Lagartijillas
Me he pasado el fin de semana encerrada en las casetas de la Feria del Libro de Madrid, un micromundo tan completo en sí mismo que una tiende a olvidar que más allá de los tenderetes continúa existiendo la realidad, esa realidad pertinaz y viscosa en su miseria, con niños esclavos, mortíferas hambrunas, guerras palestinas.
Para los escritores, la Feria son unos ejercicios espirituales a lo bestia, llenos de mortificación y penitencia. Uno llega ahí, se mete en su chiscón y se ofrece a la valoración inmediata e implacable de las masas. Y las masas, que son muy suyas, te dan la vida o te la arrebatan. Esto es, te miran, y entonces existes, o te ningunean olímpicamente y entonces no eres nada. Pero cómo, se dice desesperado el autor que no firma y que ve cómo discurre delante de él, hora tras hora, el espeso río de la vida, la manada de visitantes que le ignoran; pero cómo, si yo hasta hoy creí tener cierto éxito en la existencia, una amante que a veces me dice que me ama, un hijo que a ratos no me odia, unos amigos aceptables, incluso unos libros en los que pongo todo mi cuidado. Cómo es posible que yo ayer creyera ser alguien y que hoy me haya convertido en cucaracha. Si no te compran, no eres. Resulta de lo más revelador que tu existencia dependa de una transacción mercantil. Ya digo que la Feria es un fiel trasunto de la vida.

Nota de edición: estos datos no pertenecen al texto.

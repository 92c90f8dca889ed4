use balloon_barrage::core::components::StreamSide;
use balloon_barrage::core::config::config::GameConfig;
use balloon_barrage::gameplay::bullet::{dot_positions, step_bullet_streams, BulletStreams};
use balloon_barrage::gameplay::field::FieldDims;
use balloon_barrage::interaction::control::CrosshairState;
use bevy::prelude::*;

const SCREEN: Vec2 = Vec2::new(960.0, 540.0);

fn test_app() -> App {
    let mut app = App::new();
    app.add_plugins(MinimalPlugins);
    app.insert_resource(GameConfig::default());
    app.insert_resource(FieldDims { size: SCREEN });
    app.insert_resource(CrosshairState::default());
    app.init_resource::<BulletStreams>();
    app.add_systems(Update, step_bullet_streams);
    app
}

fn aim(app: &mut App, pos: Vec2, firing: bool) {
    let mut cross = app.world_mut().resource_mut::<CrosshairState>();
    cross.screen_pos = pos;
    cross.firing = firing;
}

#[test]
fn both_streams_target_the_crosshair() {
    let mut app = test_app();
    let target = Vec2::new(300.0, 120.0);
    aim(&mut app, target, true);
    app.update();

    let streams = *app.world().resource::<BulletStreams>();
    assert!(streams.firing);
    let left = streams.left.line.expect("left line");
    let right = streams.right.line.expect("right line");
    assert!((left.y_at(0.0) - SCREEN.y).abs() < 1e-3);
    assert!((left.y_at(target.x) - target.y).abs() < 1e-3);
    assert!((right.y_at(SCREEN.x) - SCREEN.y).abs() < 1e-3);
    assert!((right.y_at(target.x) - target.y).abs() < 1e-3);
}

#[test]
fn march_phase_advances_and_wraps() {
    let mut app = test_app();
    aim(&mut app, Vec2::new(400.0, 200.0), true);
    for _ in 0..3 {
        app.update();
    }
    assert_eq!(app.world().resource::<BulletStreams>().left.phase, 3);

    let modulus = app.world().resource::<GameConfig>().bullets.march_modulus;
    for _ in 0..(modulus as usize - 3) {
        app.update();
    }
    assert_eq!(app.world().resource::<BulletStreams>().left.phase, 0);
}

#[test]
fn releasing_the_trigger_resets_the_phase() {
    let mut app = test_app();
    aim(&mut app, Vec2::new(400.0, 200.0), true);
    app.update();
    app.update();
    assert_eq!(app.world().resource::<BulletStreams>().right.phase, 2);

    aim(&mut app, Vec2::new(400.0, 200.0), false);
    app.update();
    let streams = *app.world().resource::<BulletStreams>();
    assert!(!streams.firing);
    assert_eq!(streams.left.phase, 0);
    assert_eq!(streams.right.phase, 0);
}

#[test]
fn dots_stay_on_their_half_of_the_screen() {
    let mut app = test_app();
    let target = Vec2::new(480.0, 100.0);
    aim(&mut app, target, true);
    app.update();

    let streams = *app.world().resource::<BulletStreams>();
    let cfg = app.world().resource::<GameConfig>().clone();
    let left = dot_positions(StreamSide::Left, &streams.left, target.x, SCREEN.x, cfg.bullets.max_dots);
    let right = dot_positions(StreamSide::Right, &streams.right, target.x, SCREEN.x, cfg.bullets.max_dots);
    assert!(left.len() <= cfg.bullets.max_dots);
    assert!(right.len() <= cfg.bullets.max_dots);
    assert!(left.iter().all(|d| d.x < target.x));
    assert!(right.iter().all(|d| d.x > target.x));
}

Voltaire tiene un librito de memorias delicioso (Lípari Ediciones) que, entre sonrisa y sonrisa, deja un sobrecogedor regusto a plomo y polvo. Todo es vanidad, dice Voltaire; incluso las guerras, con sus miles de muertos y sus sufrimientos sustanciales, son producto del insustancial capricho de algún príncipe. ¿Y qué es la vanidad? Una enfermedad del ego, una dependencia patológica de la mirada de los demás. Al vanidoso, como en el chiste, no le interesa acostarse con Claudia Schiffer, sino poder contarlo: que los demás lo sepan. Por eso es tan interesante la Feria del Libro: porque es como un experimento de laboratorio, un terrario atiborrado de especímenes con los que estudiar la vanidad idiota. Ahí estamos todos, como lagartijillas que esperan zamparse alguna mosca, como chicos feos sin pareja en el baile, como príncipes dispuestos a matar sólo para conseguir que la posteridad los mire.